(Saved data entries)
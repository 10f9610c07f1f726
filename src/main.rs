//! API Gateway
//!
//! A single ingress point in front of the shop's backend services.
//!
//! # Architecture Overview
//!
//! ```text
//!                     ┌──────────────────────────────────────────────┐
//!                     │                  GATEWAY                     │
//!   Client Request    │  ┌────────┐   ┌────────────┐   ┌──────────┐  │
//!   ──────────────────┼─▶│  http  │──▶│  routing   │──▶│   auth   │──┼──▶ Auth Service
//!                     │  │ server │   │ RouteTable │   │   gate   │  │   (gated routes)
//!                     │  └────────┘   └────────────┘   └────┬─────┘  │
//!                     │                                     ▼        │
//!   Client Response   │  ┌────────┐                  ┌──────────┐    │
//!   ◀─────────────────┼──│relay / │◀─────────────────│  proxy   │◀───┼──▶ Backend
//!                     │  │ error  │   streamed body  │forwarder │    │
//!                     │  └────────┘                  └──────────┘    │
//!                     └──────────────────────────────────────────────┘
//! ```

use std::path::PathBuf;

use clap::Parser;
use tokio::net::TcpListener;

use api_gateway::config::{load_config, validate_config, ConfigError, GatewayConfig};
use api_gateway::observability::logging;
use api_gateway::{HttpServer, Shutdown};

#[derive(Parser)]
#[command(name = "api-gateway")]
#[command(about = "HTTP edge gateway: prefix routing, auth gating, streaming proxy", long_about = None)]
struct Cli {
    /// Path to a TOML configuration file. Built-in defaults when omitted.
    #[arg(short, long)]
    config: Option<PathBuf>,

    /// Override listener.bind_address.
    #[arg(short, long)]
    bind: Option<String>,

    /// Override observability.log_level.
    #[arg(long)]
    log_level: Option<String>,
}

#[tokio::main]
async fn main() -> Result<(), Box<dyn std::error::Error>> {
    let cli = Cli::parse();

    let mut config = match &cli.config {
        Some(path) => load_config(path)?,
        None => GatewayConfig::default(),
    };
    if let Some(bind) = cli.bind {
        config.listener.bind_address = bind;
    }
    if let Some(level) = cli.log_level {
        config.observability.log_level = level;
    }
    validate_config(&config).map_err(ConfigError::Validation)?;

    logging::init(&config.observability);

    tracing::info!("api-gateway v{} starting", env!("CARGO_PKG_VERSION"));
    tracing::info!(
        bind_address = %config.listener.bind_address,
        routes = config.routes.len(),
        auth_url = %config.auth.validate_url,
        upstream_timeout_secs = config.timeouts.upstream_secs,
        "Configuration loaded"
    );

    let listener = TcpListener::bind(&config.listener.bind_address).await?;
    tracing::info!(address = %listener.local_addr()?, "Listening for connections");

    let shutdown = Shutdown::new();
    shutdown.trigger_on_signal();

    let server = HttpServer::new(config)?;
    server.run(listener, shutdown.subscribe()).await?;

    tracing::info!("Shutdown complete");
    Ok(())
}
//! Structured logging.
//!
//! # Responsibilities
//! - Initialize the tracing subscriber once at startup
//! - Pick the log filter from `RUST_LOG`, falling back to config
//!
//! # Design Decisions
//! - Uses tracing crate for structured logging
//! - `RUST_LOG` wins over the configured level so operators can override

use tracing_subscriber::{layer::SubscriberExt, util::SubscriberInitExt, EnvFilter};

use crate::config::ObservabilityConfig;

/// Default filter directives for a level.
pub fn default_filter(level: &str) -> String {
    format!("api_gateway={level},tower_http={level}")
}

/// Install the global subscriber. Later calls are ignored.
pub fn init(config: &ObservabilityConfig) {
    let filter = EnvFilter::try_from_default_env()
        .unwrap_or_else(|_| EnvFilter::new(default_filter(&config.log_level)));

    let _ = tracing_subscriber::registry()
        .with(filter)
        .with(tracing_subscriber::fmt::layer())
        .try_init();
}
//! Authorization gate for protected routes.
//!
//! # Responsibilities
//! - Extract the `Authorization` header value
//! - Ask the auth service whether the token is valid
//! - Classify the outcome as Allowed / Denied / ServiceUnavailable
//!
//! # Design Decisions
//! - Fail closed: a missing header, a rejection and an unreachable auth
//!   service all deny the request
//! - Every gated request re-validates; decisions are never cached
//! - The header value is passed through untouched as the token

use std::time::Duration;

use axum::http::{header, HeaderMap};
use reqwest::StatusCode;
use url::Url;

use crate::config::{AuthConfig, TimeoutConfig};
use crate::error::{GatewayError, GatewayResult};
use crate::http::request_id;
use crate::resilience::timeouts::{self, with_deadline};

/// Outcome of an authorization check.
#[derive(Debug, Clone, Copy, PartialEq, Eq)]
pub enum AuthDecision {
    Allowed,
    Denied,
    /// The auth service could not be asked. Gates exactly like `Denied`.
    ServiceUnavailable,
}

impl AuthDecision {
    pub fn is_allowed(self) -> bool {
        matches!(self, AuthDecision::Allowed)
    }
}

impl From<&GatewayResult<()>> for AuthDecision {
    fn from(result: &GatewayResult<()>) -> Self {
        match result {
            Ok(()) => AuthDecision::Allowed,
            Err(GatewayError::AuthServiceUnreachable { .. }) => AuthDecision::ServiceUnavailable,
            Err(_) => AuthDecision::Denied,
        }
    }
}

/// Error building the gate at startup.
#[derive(Debug, thiserror::Error)]
pub enum AuthGateError {
    #[error("invalid auth validation URL {url:?}: {source}")]
    InvalidUrl {
        url: String,
        #[source]
        source: url::ParseError,
    },

    #[error("failed to build auth client: {0}")]
    Client(#[from] reqwest::Error),
}

/// Client for the external auth service.
///
/// Cheap to clone; the underlying connection pool is shared.
#[derive(Debug, Clone)]
pub struct AuthGate {
    client: reqwest::Client,
    validate_url: Url,
    token_param: String,
    deadline: Option<Duration>,
}

impl AuthGate {
    pub fn new(config: &AuthConfig, timeouts: &TimeoutConfig) -> Result<Self, AuthGateError> {
        let validate_url =
            Url::parse(&config.validate_url).map_err(|source| AuthGateError::InvalidUrl {
                url: config.validate_url.clone(),
                source,
            })?;

        // The auth service is an internal peer; environment proxies do not apply.
        let mut builder = reqwest::Client::builder().no_proxy();
        if let Some(connect) = timeouts::from_secs(timeouts.connect_secs) {
            builder = builder.connect_timeout(connect);
        }

        Ok(Self {
            client: builder.build()?,
            validate_url,
            token_param: config.token_param.clone(),
            deadline: timeouts::from_secs(timeouts.auth_secs),
        })
    }

    /// Classify the request's credential.
    ///
    /// Anything short of `Allowed` is logged here, once, with the detail the
    /// caller never sees.
    pub async fn authorize(&self, headers: &HeaderMap) -> AuthDecision {
        let verdict = self.check(headers).await;
        let decision = AuthDecision::from(&verdict);
        if let Err(err) = verdict {
            tracing::warn!(
                request_id = %request_id(headers),
                decision = ?decision,
                error = %err,
                "Request not authorized"
            );
        }
        decision
    }

    async fn check(&self, headers: &HeaderMap) -> GatewayResult<()> {
        let token = extract_token(headers).ok_or(GatewayError::MissingCredential)?;
        self.validate(token).await
    }

    async fn validate(&self, token: &str) -> GatewayResult<()> {
        let request = self
            .client
            .get(self.validate_url.clone())
            .query(&[(self.token_param.as_str(), token)])
            .send();

        // The request URL carries the token; it must not reach the error text.
        let response = with_deadline(self.deadline, request)
            .await
            .map_err(|elapsed| GatewayError::AuthServiceUnreachable {
                reason: format!("{}: {elapsed}", self.validate_url),
            })?
            .map_err(|e| GatewayError::AuthServiceUnreachable {
                reason: format!("{}: {}", self.validate_url, e.without_url()),
            })?;

        let status = response.status();
        if status == StatusCode::OK {
            Ok(())
        } else {
            Err(GatewayError::CredentialDenied {
                status: status.as_u16(),
            })
        }
    }
}

/// The raw `Authorization` value, if present and non-blank.
pub fn extract_token(headers: &HeaderMap) -> Option<&str> {
    headers
        .get(header::AUTHORIZATION)
        .and_then(|v| v.to_str().ok())
        .filter(|v| !v.trim().is_empty())
}

#[cfg(test)]
mod tests {
    use super::*;
    use axum::http::HeaderValue;

    #[test]
    fn test_extract_token() {
        let mut headers = HeaderMap::new();
        assert_eq!(extract_token(&headers), None);

        headers.insert(header::AUTHORIZATION, HeaderValue::from_static(""));
        assert_eq!(extract_token(&headers), None);

        headers.insert(header::AUTHORIZATION, HeaderValue::from_static("   "));
        assert_eq!(extract_token(&headers), None);

        headers.insert(header::AUTHORIZATION, HeaderValue::from_static("Bearer abc"));
        assert_eq!(extract_token(&headers), Some("Bearer abc"));
    }

    fn decide(result: GatewayResult<()>) -> AuthDecision {
        AuthDecision::from(&result)
    }

    #[test]
    fn test_decision_from_result() {
        assert_eq!(decide(Ok(())), AuthDecision::Allowed);
        assert_eq!(decide(Err(GatewayError::MissingCredential)), AuthDecision::Denied);
        assert_eq!(
            decide(Err(GatewayError::CredentialDenied { status: 401 })),
            AuthDecision::Denied
        );
        assert_eq!(
            decide(Err(GatewayError::AuthServiceUnreachable {
                reason: "refused".into()
            })),
            AuthDecision::ServiceUnavailable
        );
        assert!(!AuthDecision::ServiceUnavailable.is_allowed());
    }

    #[tokio::test]
    async fn test_missing_header_denied_without_network() {
        // Nothing listens on port 1; a network call would yield ServiceUnavailable.
        let config = AuthConfig {
            validate_url: "http://127.0.0.1:1/validate".into(),
            token_param: "token".into(),
        };
        let gate = AuthGate::new(&config, &TimeoutConfig::default()).unwrap();
        assert_eq!(gate.authorize(&HeaderMap::new()).await, AuthDecision::Denied);
    }

    #[tokio::test]
    async fn test_outage_detail_omits_token() {
        let closed = std::net::TcpListener::bind("127.0.0.1:0").unwrap();
        let addr = closed.local_addr().unwrap();
        drop(closed);

        let config = AuthConfig {
            validate_url: format!("http://{addr}/validate"),
            token_param: "token".into(),
        };
        let gate = AuthGate::new(&config, &TimeoutConfig::default()).unwrap();

        let mut headers = HeaderMap::new();
        headers.insert(header::AUTHORIZATION, HeaderValue::from_static("Bearer SECRET123"));

        let err = gate.check(&headers).await.unwrap_err();
        assert!(matches!(err, GatewayError::AuthServiceUnreachable { .. }));
        let detail = err.to_string();
        assert!(!detail.contains("SECRET123"), "token leaked: {detail}");
        assert!(detail.contains("/validate"));
    }
}
//! HTTP edge gateway library.
//!
//! Routes requests by path prefix, gates protected prefixes through an
//! external auth service, and streams backend responses back to callers.

pub mod auth;
pub mod config;
pub mod error;
pub mod http;
pub mod lifecycle;
pub mod observability;
pub mod proxy;
pub mod resilience;
pub mod routing;

pub use config::GatewayConfig;
pub use error::{GatewayError, GatewayResult};
pub use http::HttpServer;
pub use lifecycle::Shutdown;
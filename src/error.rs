//! Request-level error taxonomy.
//!
//! Every variant is terminal for the request that produced it and never
//! fatal to the process. The caller only ever sees a status code and a
//! generic `{"error": "..."}` envelope; the detail carried by each variant
//! is for server-side logs.

use axum::http::StatusCode;
use axum::response::{IntoResponse, Response};
use thiserror::Error;

use crate::auth::AuthDecision;
use crate::http::response::error_response;

/// Errors that end a single request.
#[derive(Debug, Error)]
pub enum GatewayError {
    /// No route prefix matched the request path.
    #[error("no route matches path {path}")]
    RouteNotFound { path: String },

    /// Gated route, but the request carried no usable `Authorization` header.
    #[error("authorization header missing")]
    MissingCredential,

    /// The auth service answered with a non-200 status.
    #[error("auth service rejected credential with status {status}")]
    CredentialDenied { status: u16 },

    /// The auth service could not be reached (connect error, DNS, timeout).
    #[error("auth service unreachable: {reason}")]
    AuthServiceUnreachable { reason: String },

    /// The gate refused a gated request. The cause was logged by the gate.
    #[error("request not authorized ({decision:?})")]
    Unauthorized { decision: AuthDecision },

    /// The outbound request could not be built.
    #[error("failed to build request to {target}: {reason}")]
    OutboundRequestMalformed { target: String, reason: String },

    /// The backend could not be reached or did not answer in time.
    #[error("backend {target} unreachable: {reason}")]
    BackendUnreachable { target: String, reason: String },
}

impl GatewayError {
    /// HTTP status returned to the caller.
    pub fn status_code(&self) -> StatusCode {
        match self {
            GatewayError::RouteNotFound { .. } => StatusCode::NOT_FOUND,
            GatewayError::MissingCredential
            | GatewayError::CredentialDenied { .. }
            | GatewayError::AuthServiceUnreachable { .. }
            | GatewayError::Unauthorized { .. } => StatusCode::UNAUTHORIZED,
            GatewayError::OutboundRequestMalformed { .. }
            | GatewayError::BackendUnreachable { .. } => StatusCode::INTERNAL_SERVER_ERROR,
        }
    }

    /// Message placed in the caller-facing envelope.
    ///
    /// All authorization failures share one message so a caller cannot tell
    /// a bad token from an unavailable auth service.
    pub fn public_message(&self) -> &'static str {
        match self {
            GatewayError::RouteNotFound { .. } => "Not found",
            GatewayError::MissingCredential
            | GatewayError::CredentialDenied { .. }
            | GatewayError::AuthServiceUnreachable { .. }
            | GatewayError::Unauthorized { .. } => "Unauthorized",
            GatewayError::OutboundRequestMalformed { .. } => "Failed to create request",
            GatewayError::BackendUnreachable { .. } => "Failed to proxy request",
        }
    }
}

impl IntoResponse for GatewayError {
    fn into_response(self) -> Response {
        error_response(self.status_code(), self.public_message())
    }
}

/// Result type for request handling.
pub type GatewayResult<T> = Result<T, GatewayError>;
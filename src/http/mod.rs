//! HTTP protocol handling subsystem.
//!
//! # Data Flow
//! ```text
//! TCP connection
//!     → server.rs (Axum setup, request ID + trace layers)
//!     → dispatcher.rs (route → auth gate → forward)
//!     → response.rs (relay backend response or JSON error)
//!     → Send to client
//! ```

pub mod dispatcher;
pub mod request;
pub mod response;
pub mod server;

pub use dispatcher::Dispatcher;
pub use request::{request_id, MakeRequestUuidV4, X_REQUEST_ID};
pub use server::{HttpServer, ServerError};
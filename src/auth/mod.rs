//! Authorization subsystem.
//!
//! # Data Flow
//! ```text
//! Request on a route with requires_auth
//!     → gate.rs (extract Authorization, call auth service)
//!     → AuthDecision: Allowed | Denied | ServiceUnavailable
//!     → dispatcher forwards on Allowed, answers 401 otherwise
//! ```

pub mod gate;

pub use gate::{AuthDecision, AuthGate, AuthGateError};
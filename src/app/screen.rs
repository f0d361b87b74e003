// SPDX-License-Identifier: MPL-2.0
//! The application's top-level screens.

/// Which screen fills the window.
#[derive(Debug, Clone, Copy, PartialEq, Eq)]
pub enum Screen {
    /// The main demo playground.
    Demo,
    /// The modally-presented second screen.
    Modal,
}
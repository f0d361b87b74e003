// SPDX-License-Identifier: MPL-2.0
//! `iced_toasts` is a demonstration of layered toast notifications built
//! with the Iced GUI framework.
//!
//! Transient banners are shown over whichever presentation surface is
//! currently on top - the main screen, a modally-presented screen, or a
//! bottom sheet - by routing show/hide commands to the surface that is
//! current at delivery time. The demo also shows delayed delivery,
//! press actions, auto-hide, and gesture-tracked sheet dismissal.

pub mod app;
pub mod config;
pub mod error;
pub mod i18n;
pub mod ui;
// SPDX-License-Identifier: MPL-2.0
use crate::config::Config;
use fluent_bundle::{FluentArgs, FluentBundle, FluentResource, FluentValue};
use rust_embed::RustEmbed;
use std::collections::HashMap;
use unic_langid::LanguageIdentifier;

#[derive(RustEmbed)]
#[folder = "assets/i18n/"]
struct Asset;

pub struct I18n {
    bundles: HashMap<LanguageIdentifier, FluentBundle<FluentResource>>,
    pub available_locales: Vec<LanguageIdentifier>,
    current_locale: LanguageIdentifier,
}

impl Default for I18n {
    fn default() -> Self {
        Self::new(None, &Config::default())
    }
}

impl I18n {
    pub fn new(cli_lang: Option<String>, config: &Config) -> Self {
        let mut bundles = HashMap::new();
        let mut available_locales = Vec::new();

        for file in Asset::iter() {
            let filename = file.as_ref();
            if let Some(locale_str) = filename.strip_suffix(".ftl") {
                if let Ok(locale) = locale_str.parse::<LanguageIdentifier>() {
                    if let Some(content) = Asset::get(filename) {
                        let res = FluentResource::try_new(
                            String::from_utf8_lossy(content.data.as_ref()).to_string(),
                        )
                        .expect("Failed to parse FTL file.");
                        let mut bundle = FluentBundle::new(vec![locale.clone()]);
                        bundle.add_resource(res).expect("Failed to add resource.");
                        bundles.insert(locale.clone(), bundle);
                        available_locales.push(locale);
                    }
                }
            }
        }

        let default_locale: LanguageIdentifier = "en-US".parse().unwrap();
        let current_locale =
            resolve_locale(cli_lang, config, &available_locales).unwrap_or(default_locale);

        Self {
            bundles,
            available_locales,
            current_locale,
        }
    }

    pub fn set_locale(&mut self, locale: LanguageIdentifier) {
        if self.bundles.contains_key(&locale) {
            self.current_locale = locale;
        }
    }

    pub fn current_locale(&self) -> &LanguageIdentifier {
        &self.current_locale
    }

    pub fn tr(&self, key: &str) -> String {
        self.format(key, None)
    }

    /// Resolves `key` with message arguments, e.g. `{ $count }`.
    pub fn tr_with_args(&self, key: &str, args: &[(&str, &str)]) -> String {
        let mut fluent_args = FluentArgs::new();
        for (name, value) in args {
            fluent_args.set(*name, FluentValue::from(*value));
        }
        self.format(key, Some(&fluent_args))
    }

    fn format(&self, key: &str, args: Option<&FluentArgs>) -> String {
        if let Some(bundle) = self.bundles.get(&self.current_locale) {
            if let Some(msg) = bundle.get_message(key) {
                if let Some(pattern) = msg.value() {
                    let mut errors = vec![];
                    let value = bundle.format_pattern(pattern, args, &mut errors);
                    if errors.is_empty() {
                        return value.to_string();
                    }
                }
            }
        }
        format!("MISSING: {}", key)
    }
}

fn resolve_locale(
    cli_lang: Option<String>,
    config: &Config,
    available: &[LanguageIdentifier],
) -> Option<LanguageIdentifier> {
    // 1. Check CLI args
    if let Some(lang_str) = cli_lang {
        if let Ok(lang) = lang_str.parse::<LanguageIdentifier>() {
            if available.contains(&lang) {
                return Some(lang);
            }
        }
    }

    // 2. Check config file
    if let Some(lang_str) = &config.language {
        if let Ok(lang) = lang_str.parse::<LanguageIdentifier>() {
            if available.contains(&lang) {
                return Some(lang);
            }
        }
    }

    // 3. Check OS locale
    if let Some(os_locale_str) = sys_locale::get_locale() {
        if let Ok(os_lang) = os_locale_str.parse::<LanguageIdentifier>() {
            if available.contains(&os_lang) {
                return Some(os_lang);
            }
        }
    }

    None
}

> [Prompt] Of the lines above, retype only those from the line containing "#[derive(Debug, thiserror::Error)]" through the line containing "do not apply.", including both, exactly.

> [Response to the task]
#[derive(Debug, thiserror::Error)]
pub enum AuthGateError {
    #[error("invalid auth validation URL {url:?}: {source}")]
    InvalidUrl {
        url: String,
        #[source]
        source: url::ParseError,
    },

    #[error("failed to build auth client: {0}")]
    Client(#[from] reqwest::Error),
}

/// Client for the external auth service.
///
/// Cheap to clone; the underlying connection pool is shared.
#[derive(Debug, Clone)]
pub struct AuthGate {
    client: reqwest::Client,
    validate_url: Url,
    token_param: String,
    deadline: Option<Duration>,
}

impl AuthGate {
    pub fn new(config: &AuthConfig, timeouts: &TimeoutConfig) -> Result<Self, AuthGateError> {
        let validate_url =
            Url::parse(&config.validate_url).map_err(|source| AuthGateError::InvalidUrl {
                url: config.validate_url.clone(),
                source,
            })?;

        // The auth service is an internal peer; environment proxies do not apply.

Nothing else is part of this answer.